Dalam pandangan PIKI, reformasi DBH pertambangan bukan sekadar soal redistribusi kekayaan alam, melainkan sebuah langkah strategis untuk menciptakan pemerataan pembangunan. Harapannya, dana yang bersumber dari kekayaan mineral dan batubara ini dapat benar-benar dirasakan manfaatnya oleh masyarakat di daerah penghasil, mendorong sektor-sektor ekonomi lokal, dan meningkatkan kualitas hidup penduduknya.
Organisasi ini secara spesifik menekankan pentingnya prinsip keadilan dalam pembagian DBH. Keadilan ini mencakup tidak hanya besaran pembagian, tetapi juga bagaimana dana tersebut dialokasikan dan dikelola di tingkat daerah. Transparansi dalam setiap tahapan, mulai dari perhitungan, penyaluran, hingga penggunaan dana, menjadi kunci utama untuk mencegah potensi penyalahgunaan dan memastikan akuntabilitas. Dengan demikian, masyarakat dapat memantau dan mengawasi aliran dana yang seharusnya menjadi motor penggerak kemajuan daerah mereka.

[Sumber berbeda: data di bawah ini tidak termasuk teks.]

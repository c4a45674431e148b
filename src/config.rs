// Rules configuration for Elemental Trek

use serde::{Deserialize, Serialize};
use tracing::warn;

use crate::error::ConfigError;
use crate::model::Difficulty;

/// Shipped rules document, compiled into the binary.
pub const DEFAULT_CONFIG_TOML: &str = include_str!("../config/game.toml");

const PROBABILITY_TOLERANCE: f64 = 1e-9;

/// Terrain-level weighting and victory reward for one difficulty.
#[derive(Debug, Clone, PartialEq, Serialize, Deserialize)]
pub struct DifficultySettings {
    /// Experience granted to each equipped item on victory.
    pub exp_reward: u32,
    /// Chance of a level 1, 2 and 3 cell; sums to 1.
    pub level_probabilities: [f64; 3],
}

impl DifficultySettings {
    fn validate(&self, difficulty: Difficulty) -> Result<(), ConfigError> {
        if self.exp_reward == 0 {
            return Err(ConfigError::ZeroReward { difficulty });
        }
        if self
            .level_probabilities
            .iter()
            .any(|p| !p.is_finite() || !(0.0..=1.0).contains(p))
        {
            return Err(ConfigError::InvalidLevelProbability { difficulty });
        }
        let sum: f64 = self.level_probabilities.iter().sum();
        if (sum - 1.0).abs() > PROBABILITY_TOLERANCE {
            return Err(ConfigError::InvalidProbabilities { difficulty, sum });
        }
        Ok(())
    }
}

#[derive(Debug, Clone, PartialEq, Serialize, Deserialize)]
pub struct DifficultyTable {
    #[serde(default = "default_easy")]
    pub easy: DifficultySettings,
    #[serde(default = "default_normal")]
    pub normal: DifficultySettings,
    #[serde(default = "default_hard")]
    pub hard: DifficultySettings,
    #[serde(default = "default_expert")]
    pub expert: DifficultySettings,
}

fn default_easy() -> DifficultySettings {
    DifficultySettings { exp_reward: 30, level_probabilities: [0.7, 0.2, 0.1] }
}

fn default_normal() -> DifficultySettings {
    DifficultySettings { exp_reward: 50, level_probabilities: [0.4, 0.4, 0.2] }
}

fn default_hard() -> DifficultySettings {
    DifficultySettings { exp_reward: 80, level_probabilities: [0.2, 0.4, 0.4] }
}

fn default_expert() -> DifficultySettings {
    DifficultySettings { exp_reward: 120, level_probabilities: [0.1, 0.3, 0.6] }
}

impl Default for DifficultyTable {
    fn default() -> Self {
        Self {
            easy: default_easy(),
            normal: default_normal(),
            hard: default_hard(),
            expert: default_expert(),
        }
    }
}

impl DifficultyTable {
    pub fn get(&self, difficulty: Difficulty) -> &DifficultySettings {
        match difficulty {
            Difficulty::Easy => &self.easy,
            Difficulty::Normal => &self.normal,
            Difficulty::Hard => &self.hard,
            Difficulty::Expert => &self.expert,
        }
    }
}

#[derive(Debug, Clone, PartialEq, Serialize, Deserialize)]
pub struct GameConfig {
    #[serde(default = "default_max_health")]
    pub max_health: u32,
    /// Health restored when a victory is acknowledged, capped at `max_health`.
    #[serde(default = "default_victory_heal")]
    pub victory_heal: u32,
    /// Delay between lethal damage and the game-over signal.
    #[serde(default = "default_game_over_delay_ms")]
    pub game_over_delay_ms: u32,
    /// How long a notification toast stays up before dismissing itself.
    #[serde(default = "default_toast_auto_hide_ms")]
    pub toast_auto_hide_ms: u32,
    #[serde(default)]
    pub difficulty: DifficultyTable,
}

fn default_max_health() -> u32 {
    1000
}

fn default_victory_heal() -> u32 {
    300
}

fn default_game_over_delay_ms() -> u32 {
    1500
}

fn default_toast_auto_hide_ms() -> u32 {
    5000
}

impl Default for GameConfig {
    fn default() -> Self {
        Self {
            max_health: default_max_health(),
            victory_heal: default_victory_heal(),
            game_over_delay_ms: default_game_over_delay_ms(),
            toast_auto_hide_ms: default_toast_auto_hide_ms(),
            difficulty: DifficultyTable::default(),
        }
    }
}

impl GameConfig {
    pub fn from_toml_str(raw: &str) -> Result<Self, ConfigError> {
        let config: GameConfig = toml::from_str(raw)?;
        config.validate()?;
        Ok(config)
    }

    pub fn validate(&self) -> Result<(), ConfigError> {
        if self.max_health == 0 {
            return Err(ConfigError::ZeroHealth);
        }
        for difficulty in Difficulty::ALL {
            self.difficulty.get(difficulty).validate(difficulty)?;
        }
        Ok(())
    }

    /// The shipped document, or the compiled-in defaults if it is rejected.
    pub fn load_embedded() -> Self {
        match Self::from_toml_str(DEFAULT_CONFIG_TOML) {
            Ok(config) => config,
            Err(e) => {
                warn!(error = %e, "embedded config rejected, using defaults");
                Self::default()
            }
        }
    }

    pub fn settings(&self, difficulty: Difficulty) -> &DifficultySettings {
        self.difficulty.get(difficulty)
    }
}
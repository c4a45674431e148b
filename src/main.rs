mod components;
mod config;
mod error;
mod logging;
mod model;
mod state;
mod util;

use components::app::App;

fn main() {
    logging::init_logging();
    tracing::info!("elemental trek starting");
    yew::Renderer::<App>::new().render();
}
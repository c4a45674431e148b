use yew::prelude::*;

use crate::model::{Map, Position, TerrainCell};

#[derive(Properties, PartialEq, Clone)]
pub struct MapGridProps {
    pub map: Map,
    /// Player marker; `None` for the selection-screen preview.
    #[prop_or_default]
    pub player: Option<Position>,
    #[prop_or(56)]
    pub cell_px: u32,
}

fn cell_colors(cell: &TerrainCell) -> (&'static str, &'static str) {
    use crate::model::Element::*;
    match cell {
        TerrainCell::Start => ("#238636", "Start"),
        TerrainCell::End => ("#d4af37", "End"),
        TerrainCell::Normal { element: Fire, level } => (["#5c2b1b", "#8e3b1f", "#c2410c"][level_idx(*level)], ""),
        TerrainCell::Normal { element: Storm, level } => (["#2d2a4a", "#46407a", "#6d5dd3"][level_idx(*level)], ""),
        TerrainCell::Normal { element: Ice, level } => (["#1b3a4b", "#1f5f7a", "#2f8fbf"][level_idx(*level)], ""),
    }
}

fn level_idx(level: u8) -> usize {
    usize::from(level.clamp(1, 3) - 1)
}

#[function_component]
pub fn MapGrid(props: &MapGridProps) -> Html {
    let size = props.cell_px;
    let rows = props.map.cells.iter().enumerate().map(|(row, cells)| {
        let tiles = cells.iter().enumerate().map(|(col, cell)| {
            let (bg, label) = cell_colors(cell);
            let here = props.player == Some(Position { row, col });
            let border = if here { "2px solid #f0f6fc" } else { "1px solid #30363d" };
            let text = match cell {
                TerrainCell::Normal { element, level } => format!("{}{}", element.icon(), level),
                _ => label.to_string(),
            };
            html! {
                <div style={format!("width:{size}px; height:{size}px; background:{bg}; border:{border}; border-radius:6px; display:flex; align-items:center; justify-content:center; font-size:13px; position:relative;")}>
                    { text }
                    { if here { html!{ <span style="position:absolute; bottom:2px; right:4px;">{"🧍"}</span> } } else { html!{} } }
                </div>
            }
        });
        html! { <div style="display:flex; gap:4px;">{ for tiles }</div> }
    });
    html! { <div style="display:flex; flex-direction:column; gap:4px;">{ for rows }</div> }
}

Lebih lanjut, PIKI menyoroti aspek keberlanjutan dalam pengelolaan DBH. Dana bagi hasil pertambangan seharusnya tidak hanya digunakan untuk kebutuhan jangka pendek, tetapi juga diinvestasikan untuk program-program yang berdampak jangka panjang. Ini bisa berupa pengembangan sumber daya manusia, diversifikasi ekonomi agar tidak terlalu bergantung pada sektor pertambangan semata, serta pembangunan infrastruktur yang mendukung pertumbuhan ekonomi berkelanjutan. Dengan pendekatan ini, daerah diharapkan tidak hanya menikmati hasil tambang saat ini, tetapi juga membangun fondasi ekonomi yang kuat untuk masa depan.